STUDY MATERIAL
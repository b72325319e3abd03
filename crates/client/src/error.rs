//! Unified error handling with Sentry integration.
//!
//! Every user action returns `Result<T, MarketError>`. Nothing is fatal:
//! [`report`] logs the failure, captures remote failures to Sentry and hands
//! back the short notice to show the user.

use std::sync::Arc;

use labmarket_core::{ContactError, RequestId, RequestKind, RequestStatus};
use thiserror::Error;

use crate::backend::BackendError;
use crate::services::email::EmailRelayError;

/// Marketplace-level error type.
#[derive(Debug, Error)]
pub enum MarketError {
    /// A backend read or write failed.
    #[error("Backend error: {0}")]
    Backend(#[source] Arc<BackendError>),

    /// The email relay rejected or failed a send.
    #[error("Email relay error: {0}")]
    EmailRelay(#[from] EmailRelayError),

    /// Form input failed validation.
    #[error("Validation error: {0}")]
    Validation(#[from] ContactError),

    /// Submission of a cart with no lines.
    #[error("The {0} cart is empty")]
    EmptyCart(RequestKind),

    /// A status change the request state machine does not allow.
    #[error("Cannot move request from {from} to {to}")]
    InvalidTransition {
        from: RequestStatus,
        to: RequestStatus,
    },

    /// Line items failed and the header could not be removed either.
    #[error(
        "Request {request_id} was left without line items: {source} (cleanup failed: {cleanup})"
    )]
    OrphanedRequest {
        request_id: RequestId,
        #[source]
        source: BackendError,
        cleanup: BackendError,
    },

    /// Resource not found.
    #[error("Not found: {0}")]
    NotFound(String),
}

impl From<BackendError> for MarketError {
    fn from(err: BackendError) -> Self {
        Self::Backend(Arc::new(err))
    }
}

impl From<Arc<BackendError>> for MarketError {
    fn from(err: Arc<BackendError>) -> Self {
        Self::Backend(err)
    }
}

impl MarketError {
    /// Short notice for the user. Never includes internal detail.
    #[must_use]
    pub fn user_message(&self) -> String {
        match self {
            Self::Backend(err) => match err.as_ref() {
                BackendError::RateLimited(_) => {
                    "Too many requests. Please wait a moment and try again.".to_string()
                }
                BackendError::NotFound(_) => "That item no longer exists.".to_string(),
                _ => "Something went wrong. Please try again.".to_string(),
            },
            Self::EmailRelay(_) => "Failed to send email.".to_string(),
            Self::Validation(err) => match err {
                ContactError::Missing(field) => format!("Please enter your {field}."),
                ContactError::Email(_) => "Please enter a valid email address.".to_string(),
            },
            Self::EmptyCart(_) => "Your cart is empty.".to_string(),
            Self::InvalidTransition { from, .. } if from.is_terminal() => {
                format!("This request has already been {from}.")
            }
            Self::InvalidTransition { .. } => {
                "Requests can only be approved or rejected.".to_string()
            }
            Self::OrphanedRequest { .. } => {
                "Failed to submit request. Please try again.".to_string()
            }
            Self::NotFound(_) => "That item no longer exists.".to_string(),
        }
    }

    /// Whether the failure came from a remote service.
    #[must_use]
    pub const fn is_remote(&self) -> bool {
        matches!(
            self,
            Self::Backend(_) | Self::EmailRelay(_) | Self::OrphanedRequest { .. }
        )
    }
}

/// Result type alias for `MarketError`.
pub type Result<T> = std::result::Result<T, MarketError>;

/// Log `err`, capture remote failures to Sentry, and return the user notice.
pub fn report(err: &MarketError) -> String {
    if err.is_remote() {
        let event_id = sentry::capture_error(err);
        tracing::error!(
            error = %err,
            sentry_event_id = %event_id,
            "Action failed"
        );
    } else {
        tracing::warn!(error = %err, "Action rejected");
    }
    err.user_message()
}

/// Add a breadcrumb for user actions.
///
/// Breadcrumbs appear in Sentry error reports to show the trail of user actions
/// leading up to an error.
///
/// # Example
///
/// ```rust,ignore
/// add_breadcrumb("cart", "Added to buy cart", Some(&[("product_id", "123")]));
/// ```
pub fn add_breadcrumb(category: &str, message: &str, data: Option<&[(&str, &str)]>) {
    let mut breadcrumb = sentry::Breadcrumb {
        category: Some(category.to_string()),
        message: Some(message.to_string()),
        level: sentry::Level::Info,
        ..Default::default()
    };

    if let Some(pairs) = data {
        for (key, value) in pairs {
            breadcrumb.data.insert(
                (*key).to_string(),
                serde_json::Value::String((*value).to_string()),
            );
        }
    }

    sentry::add_breadcrumb(breadcrumb);
}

YOUR ASSIGNMENT
Find the word "BackendError" in the entries above and gather every line that holds it.

RESULT
use crate::backend::BackendError;
    Backend(#[source] Arc<BackendError>),
        source: BackendError,
        cleanup: BackendError,
impl From<BackendError> for MarketError {
    fn from(err: BackendError) -> Self {
impl From<Arc<BackendError>> for MarketError {
    fn from(err: Arc<BackendError>) -> Self {
                BackendError::RateLimited(_) => {
                BackendError::NotFound(_) => "That item no longer exists.".to_string(),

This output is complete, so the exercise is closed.